An employee may be subjected to disciplinary action for misusing his or her sick leave accruals
1. Decisions of the Commissioner of Education, Decision 11,111
2. NYC Office of Administrative Trials and Hearings [OATH], OATH Index No. 1468/17

Typically "attendance rules" for public employees permit the employee use his or her sick leave accruals to absent himself or herself from work in the event of personal illness, to care for a family member, including an opposite sex or a same-sex partner or a same-sex spouse, who is ill, for medical appointments, obtaining and training a medical service animal, in connection with pregnancy and other medical situations.

Some jurisdictions permit an employee to absent himself or herself from work without charge to leave credits in the event he or she is subjected to a "medical quarantine" while the availability and use of paid sick leave, sick leave at one-half pay and sick leave without pay by employees in a "collective bargaining unit" pursuant to an employer's "attendance rules" may be subject to provisions set out in a collective bargaining agreement. 

In any event, disciplinary action may be taken being taken against the employee who misuses his or her sick leave benefits.

For example, in Decisions of the Commissioner of Education #11,111, a teacher appealed a disciplinary hearing panel's finding her found guilty of "falsifying records" based on her misusing "family sick leave" benefits and suspending her without pay for nine and one half months.

The panel had found that the teacher had absented herself from work, charging her absence to her sick leave credits for an alleged “family illness” for three days immediately preceding the school district’s spring recess. The teacher, however, chanced to meet her principal at an "out of state" vacation site that they both were visiting on one of the days she had charged to her “family sick leave” leave credits. 
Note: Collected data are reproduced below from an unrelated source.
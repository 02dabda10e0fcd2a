use statig::{blocking::IntoStateMachineExt as _, prelude::*};

use super::{
    config::GestureConfig,
    event::{FlickEvent, GestureEvent, PanEndEvent, PanEvent, TimerHandle},
    types::TouchSample,
};


const GESTURE_OUTPUT_CAPACITY: usize = 2;

#[derive(Clone, Copy, Debug, PartialEq, Eq)]
pub enum GestureStatus {
    Tapping,
    Pressing,
    Panning,
}

#[derive(Clone, Copy, Debug)]
enum GestureHsmEvent {
    Moved { sample: TouchSample },
    PressDeadline,
    Released { now_ms: u64, sample: TouchSample },
}

#[derive(Clone, Debug, Default)]
pub(crate) struct GestureOutput {
    pub(crate) events: heapless::Vec<GestureEvent, GESTURE_OUTPUT_CAPACITY>,
}

#[derive(Default)]
struct DispatchContext {
    events: heapless::Vec<GestureEvent, GESTURE_OUTPUT_CAPACITY>,
}

impl DispatchContext {
    fn emit(&mut self, event: GestureEvent) {
        if let Err(event) = self.events.push(event) {
            log::warn!("gesture output full, dropping {}", event.name());
        }
    }

    fn finish(self) -> GestureOutput {
        GestureOutput {
            events: self.events,
        }
    }
}

/// Per-touch record: the classification machine plus the live press timer.
pub(crate) struct GestureRecord {
    machine: statig::blocking::StateMachine<GestureHsm>,
    press_timer: Option<TimerHandle>,
}

impl GestureRecord {
    pub(crate) fn new(config: &GestureConfig, start: TouchSample, now_ms: u64) -> Self {
        Self {
            machine: GestureHsm::new(config, start, now_ms).state_machine(),
            press_timer: None,
        }
    }

    pub(crate) fn status(&self) -> GestureStatus {
        self.machine.inner().status
    }

    pub(crate) fn start_sample(&self) -> TouchSample {
        self.machine.inner().start
    }

    #[cfg(test)]
    pub(crate) fn start_ms(&self) -> u64 {
        self.machine.inner().start_ms
    }

    pub(crate) fn arm_press_timer(&mut self, handle: TimerHandle) {
        self.press_timer = Some(handle);
    }

    pub(crate) fn press_timer(&self) -> Option<TimerHandle> {
        self.press_timer
    }

    /// Clears the stored handle; a second call returns `None`.
    pub(crate) fn take_press_timer(&mut self) -> Option<TimerHandle> {
        self.press_timer.take()
    }

    pub(crate) fn advance(&mut self, sample: TouchSample) -> GestureOutput {
        self.dispatch(GestureHsmEvent::Moved { sample })
    }

    pub(crate) fn press_deadline(&mut self) -> GestureOutput {
        self.dispatch(GestureHsmEvent::PressDeadline)
    }

    pub(crate) fn release(&mut self, now_ms: u64, sample: TouchSample) -> GestureOutput {
        self.dispatch(GestureHsmEvent::Released { now_ms, sample })
    }

    fn dispatch(&mut self, event: GestureHsmEvent) -> GestureOutput {
        let mut context = DispatchContext::default();
        self.machine.handle_with_context(&event, &mut context);
        context.finish()
    }
}

struct GestureHsm {
    start: TouchSample,
    start_ms: u64,
    status: GestureStatus,
    move_threshold_px: f64,
    flick_max_ms: u64,
}

impl GestureHsm {
    fn new(config: &GestureConfig, start: TouchSample, now_ms: u64) -> Self {
        Self {
            start,
            start_ms: now_ms,
            status: GestureStatus::Tapping,
            move_threshold_px: config.move_threshold_px,
            flick_max_ms: config.flick_max_ms,
        }
    }

    /// Starts a pan when the touch left the jitter radius around its start.
    fn try_start_pan(&mut self, context: &mut DispatchContext, sample: &TouchSample) -> bool {
        let offset = sample.offset_from(&self.start);
        if offset.length() <= self.move_threshold_px {
            return false;
        }
        self.status = GestureStatus::Panning;
        context.emit(GestureEvent::PanStart(PanEvent {
            sample: *sample,
            offset,
        }));
        true
    }

    fn finish_pan(&self, context: &mut DispatchContext, now_ms: u64, sample: &TouchSample) {
        let offset = sample.offset_from(&self.start);
        let duration_ms = now_ms.saturating_sub(self.start_ms);
        context.emit(GestureEvent::PanEnd(PanEndEvent {
            sample: *sample,
            offset,
            duration_ms,
        }));

        if duration_ms < self.flick_max_ms {
            // Same-millisecond releases still yield a finite speed.
            let elapsed = duration_ms.max(1) as f64;
            context.emit(GestureEvent::Flick(FlickEvent {
                sample: *sample,
                offset,
                duration_ms,
                speed_x: offset.x / elapsed,
                speed_y: offset.y / elapsed,
            }));
        }
    }
}

#[state_machine(initial = "State::tapping()")]
impl GestureHsm {
    #[state]
    fn tapping(
        &mut self,
        context: &mut DispatchContext,
        event: &GestureHsmEvent,
    ) -> Outcome<State> {
        match event {
            GestureHsmEvent::Moved { sample } => {
                if self.try_start_pan(context, sample) {
                    Transition(State::panning())
                } else {
                    Handled
                }
            }
            GestureHsmEvent::PressDeadline => {
                self.status = GestureStatus::Pressing;
                context.emit(GestureEvent::Press(self.start));
                Transition(State::pressing())
            }
            GestureHsmEvent::Released { sample, .. } => {
                context.emit(GestureEvent::Tap(*sample));
                Handled
            }
        }
    }

    #[state]
    fn pressing(
        &mut self,
        context: &mut DispatchContext,
        event: &GestureHsmEvent,
    ) -> Outcome<State> {
        match event {
            GestureHsmEvent::Moved { sample } => {
                // Any move cancels the press classification.
                self.status = GestureStatus::Tapping;
                if self.try_start_pan(context, sample) {
                    Transition(State::panning())
                } else {
                    Transition(State::tapping())
                }
            }
            GestureHsmEvent::PressDeadline => Handled,
            GestureHsmEvent::Released { sample, .. } => {
                context.emit(GestureEvent::PressEnd(*sample));
                Handled
            }
        }
    }

    #[state]
    fn panning(
        &mut self,
        context: &mut DispatchContext,
        event: &GestureHsmEvent,
    ) -> Outcome<State> {
        match event {
            GestureHsmEvent::Moved { sample } => {
                context.emit(GestureEvent::Pan(PanEvent {
                    sample: *sample,
                    offset: sample.offset_from(&self.start),
                }));
                Handled
            }
            GestureHsmEvent::PressDeadline => Handled,
            GestureHsmEvent::Released { now_ms, sample } => {
                self.finish_pan(context, *now_ms, sample);
                Handled
            }
        }
    }
}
In OATH Index No. 1468/17 OATH Administrative Law Judge John B. Spooner found that a special officer violated his employer's rules when he absented himself from work for seven days using his sick leave accruals in order to remain on the payroll while attending "paid training sessions" being given by a private security company.

Judge Spooner rejected the officer’s claim that he was not working for the private company when he attended its training sessions, explaining that the officer’s signature on a letter accepting a position with the private company and his attending its required pre-employment training program constituted the commencement of an employment relationship with the company.

The judge also sustained charges alleging that the officer disobeyed instructions not to engage in  "outside work" without the prior approval of the Agency.

The ALJ recommended that the officer be terminated from his position with the Agency.